• THE PROBLEM
From the first line of the records through the line containing "the node's config", retype every line exactly and nothing else.

------ INPUT ------

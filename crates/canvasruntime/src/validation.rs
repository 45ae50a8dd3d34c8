//! Config and graph validation.
//!
//! Everything here is advisory: reports are shown next to the node and never
//! stop a graph from being saved.

use crate::order::execution_order;
use crate::registry::{FieldSpec, FieldType, NodeRegistry};
use canvascore::{Config, EdgeId, NodeId, WorkflowError, WorkflowGraph};
use serde::Serialize;
use std::collections::BTreeMap;

/// Errors and warnings for one node, keyed by field key
#[derive(Debug, Clone, Default, PartialEq, Serialize)]
pub struct ValidationReport {
    pub errors: BTreeMap<String, String>,
    pub warnings: BTreeMap<String, String>,
}

impl ValidationReport {
    pub fn is_valid(&self) -> bool {
        self.errors.is_empty()
    }
}

/// Whether `field` is visible given the rest of the node's config
pub fn should_show_field(field: &FieldSpec, config: &Config, fields: &[FieldSpec]) -> bool {
    let Some(condition) = &field.visible_when else {
        return true;
    };

    let current = config.get(&condition.field).cloned().or_else(|| {
        fields
            .iter()
            .find(|f| f.key == condition.field)
            .map(|f| f.default.clone())
    });

    match current {
        Some(value) => condition.equals.contains(&value),
        None => false,
    }
}

fn is_blank(value: &serde_json::Value) -> bool {
    match value {
        serde_json::Value::Null => true,
        serde_json::Value::String(s) => s.trim().is_empty(),
        _ => false,
    }
}

fn check_field(field: &FieldSpec, value: &serde_json::Value) -> Option<String> {
    use serde_json::Value;

    match (field.field_type, value) {
        (FieldType::Number, Value::Number(n)) => {
            let n = n.as_f64().unwrap_or_default();
            if let Some(min) = field.min {
                if n < min {
                    return Some(format!("{} must be at least {}", field.label, min));
                }
            }
            if let Some(max) = field.max {
                if n > max {
                    return Some(format!("{} must be at most {}", field.label, max));
                }
            }
            None
        }
        (FieldType::Boolean, Value::Bool(_)) => None,
        (FieldType::Text | FieldType::Textarea, Value::String(s)) => match field.max_length {
            Some(limit) if s.chars().count() > limit => Some(format!(
                "{} must be at most {} characters",
                field.label, limit
            )),
            _ => None,
        },
        (FieldType::Select, Value::String(s)) => {
            if field.options.is_empty() || field.options.contains(s) {
                None
            } else {
                Some(format!(
                    "{} must be one of: {}",
                    field.label,
                    field.options.join(", ")
                ))
            }
        }
        (FieldType::Json, Value::String(s)) => serde_json::from_str::<Value>(s)
            .err()
            .map(|e| format!("{} is not valid JSON: {}", field.label, e)),
        (FieldType::Json, _) => None,
        (expected, actual) => Some(format!(
            "{} expects a {} value, got {}",
            field.label,
            expected.as_str(),
            json_kind(actual)
        )),
    }
}

fn json_kind(value: &serde_json::Value) -> &'static str {
    match value {
        serde_json::Value::Null => "null",
        serde_json::Value::Bool(_) => "boolean",
        serde_json::Value::Number(_) => "number",
        serde_json::Value::String(_) => "string",
        serde_json::Value::Array(_) => "array",
        serde_json::Value::Object(_) => "object",
    }
}

/// Check a node's config against its type's field schema
pub fn validate_node_config(
    registry: &NodeRegistry,
    node_type: &str,
    config: &Config,
) -> Result<ValidationReport, WorkflowError> {
    let definition = registry
        .get(node_type)
        .ok_or_else(|| WorkflowError::UnknownNodeType(node_type.to_string()))?;

    let mut report = ValidationReport::default();

    for field in &definition.fields {
        let value = config.get(&field.key);

        if !should_show_field(field, config, &definition.fields) {
            if value.is_some_and(|v| !is_blank(v)) {
                report.warnings.insert(
                    field.key.clone(),
                    format!("{} is ignored with the current settings", field.label),
                );
            }
            continue;
        }

        match value {
            None => {
                if field.required {
                    report
                        .errors
                        .insert(field.key.clone(), format!("{} is required", field.label));
                }
            }
            Some(v) if is_blank(v) => {
                if field.required {
                    report
                        .errors
                        .insert(field.key.clone(), format!("{} is required", field.label));
                }
            }
            Some(v) => {
                if let Some(message) = check_field(field, v) {
                    report.errors.insert(field.key.clone(), message);
                }
            }
        }
    }

    for key in config.keys() {
        if definition.field(key).is_none() {
            report
                .warnings
                .insert(key.clone(), format!("Unknown setting '{}'", key));
        }
    }

    Ok(report)
}

/// Structural problem found in a graph
#[derive(Debug, Clone, PartialEq, Serialize)]
#[serde(tag = "kind", rename_all = "snake_case")]
pub enum GraphIssue {
    UnknownNodeType { node_id: NodeId, node_type: String },
    DisallowedConnection { edge_id: EdgeId, source_type: String, target_type: String },
    UnknownHandle { edge_id: EdgeId, handle: String },
    NoEntryPoint,
    Blocked { node_ids: Vec<NodeId> },
}

/// Validation results for a whole graph
#[derive(Debug, Clone, Default, PartialEq, Serialize)]
pub struct WorkflowReport {
    pub nodes: BTreeMap<NodeId, ValidationReport>,
    pub issues: Vec<GraphIssue>,
}

impl WorkflowReport {
    pub fn is_valid(&self) -> bool {
        self.issues.is_empty() && self.nodes.values().all(ValidationReport::is_valid)
    }

    pub fn error_count(&self) -> usize {
        self.issues.len() + self.nodes.values().map(|r| r.errors.len()).sum::<usize>()
    }
}

/// Validate every node's config and the graph's structure
pub fn validate_workflow(registry: &NodeRegistry, graph: &WorkflowGraph) -> WorkflowReport {
    let mut report = WorkflowReport::default();

    for node in graph.nodes() {
        match validate_node_config(registry, &node.node_type, &node.data.config) {
            Ok(node_report) => {
                report.nodes.insert(node.id.clone(), node_report);
            }
            Err(_) => report.issues.push(GraphIssue::UnknownNodeType {
                node_id: node.id.clone(),
                node_type: node.node_type.clone(),
            }),
        }
    }

    for edge in graph.edges() {
        // insert_edge guarantees both endpoints exist
        let (Some(source), Some(target)) = (graph.node(&edge.source), graph.node(&edge.target)) else {
            continue;
        };
        if registry.contains(&source.node_type)
            && registry.contains(&target.node_type)
            && !registry.can_connect(&source.node_type, &target.node_type)
        {
            report.issues.push(GraphIssue::DisallowedConnection {
                edge_id: edge.id.clone(),
                source_type: source.node_type.clone(),
                target_type: target.node_type.clone(),
            });
        }
        if let (Some(handle), Some(definition)) = (&edge.source_handle, registry.get(&source.node_type)) {
            if !definition.has_output(handle) {
                report.issues.push(GraphIssue::UnknownHandle {
                    edge_id: edge.id.clone(),
                    handle: handle.clone(),
                });
            }
        }
        if let (Some(handle), Some(definition)) = (&edge.target_handle, registry.get(&target.node_type)) {
            if !definition.has_input(handle) {
                report.issues.push(GraphIssue::UnknownHandle {
                    edge_id: edge.id.clone(),
                    handle: handle.clone(),
                });
            }
        }
    }

    if !graph.is_empty() {
        let plan = execution_order(graph);
        if plan.order.is_empty() {
            report.issues.push(GraphIssue::NoEntryPoint);
        }
        if !plan.blocked.is_empty() {
            report.issues.push(GraphIssue::Blocked {
                node_ids: plan.blocked,
            });
        }
    }

    report
}
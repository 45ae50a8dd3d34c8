use canvasruntime::{FieldSpec, NodeDefinition};
use serde_json::json;

/// Side effect step: HTTP call, email or script depending on `action_type`
pub fn action() -> NodeDefinition {
    NodeDefinition::new("action", "Action", "actions")
        .with_description("Performs an HTTP call, sends an email or runs a script")
        .with_color("#0ea5e9")
        .with_field(
            FieldSpec::select("action_type", "Action Type", ["http", "email", "script"])
                .required()
                .default_value("http"),
        )
        .with_field(
            FieldSpec::text("url", "URL")
                .visible_when("action_type", ["http"])
                .required(),
        )
        .with_field(
            FieldSpec::select("method", "Method", ["GET", "POST", "PUT", "DELETE"])
                .visible_when("action_type", ["http"])
                .default_value("POST"),
        )
        .with_field(
            FieldSpec::text("recipient", "Recipient")
                .visible_when("action_type", ["email"])
                .required(),
        )
        .with_field(
            FieldSpec::textarea("script", "Script")
                .visible_when("action_type", ["script"])
                .required(),
        )
        .with_mock_output(json!({ "status": "done" }))
}

pub fn tool() -> NodeDefinition {
    NodeDefinition::new("tool", "Tool Call", "actions")
        .with_description("Invokes a registered tool")
        .with_color("#06b6d4")
        .with_field(FieldSpec::text("tool_name", "Tool").required())
        .with_field(FieldSpec::json("arguments", "Arguments").default_value(json!({})))
        .with_mock_output(json!({ "tool_result": { "ok": true } }))
}

/// Reshapes data; has no mock payload of its own
pub fn transform() -> NodeDefinition {
    NodeDefinition::new("transform", "Transform", "actions")
        .with_description("Reshapes data with an expression")
        .with_color("#14b8a6")
        .with_field(FieldSpec::textarea("expression", "Expression").required())
}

------

• EXPECTED ANSWER
filename crates/canvasruntime/src/validation.rs
repository 45ae50a8dd3d34c8
//! Config and graph validation.
//!
//! Everything here is advisory: reports are shown next to the node and never
//! stop a graph from being saved.

use crate::order::execution_order;
use crate::registry::{FieldSpec, FieldType, NodeRegistry};
use canvascore::{Config, EdgeId, NodeId, WorkflowError, WorkflowGraph};
use serde::Serialize;
use std::collections::BTreeMap;

/// Errors and warnings for one node, keyed by field key
#[derive(Debug, Clone, Default, PartialEq, Serialize)]
pub struct ValidationReport {
    pub errors: BTreeMap<String, String>,
    pub warnings: BTreeMap<String, String>,
}

impl ValidationReport {
    pub fn is_valid(&self) -> bool {
        self.errors.is_empty()
    }
}

/// Whether `field` is visible given the rest of the node's config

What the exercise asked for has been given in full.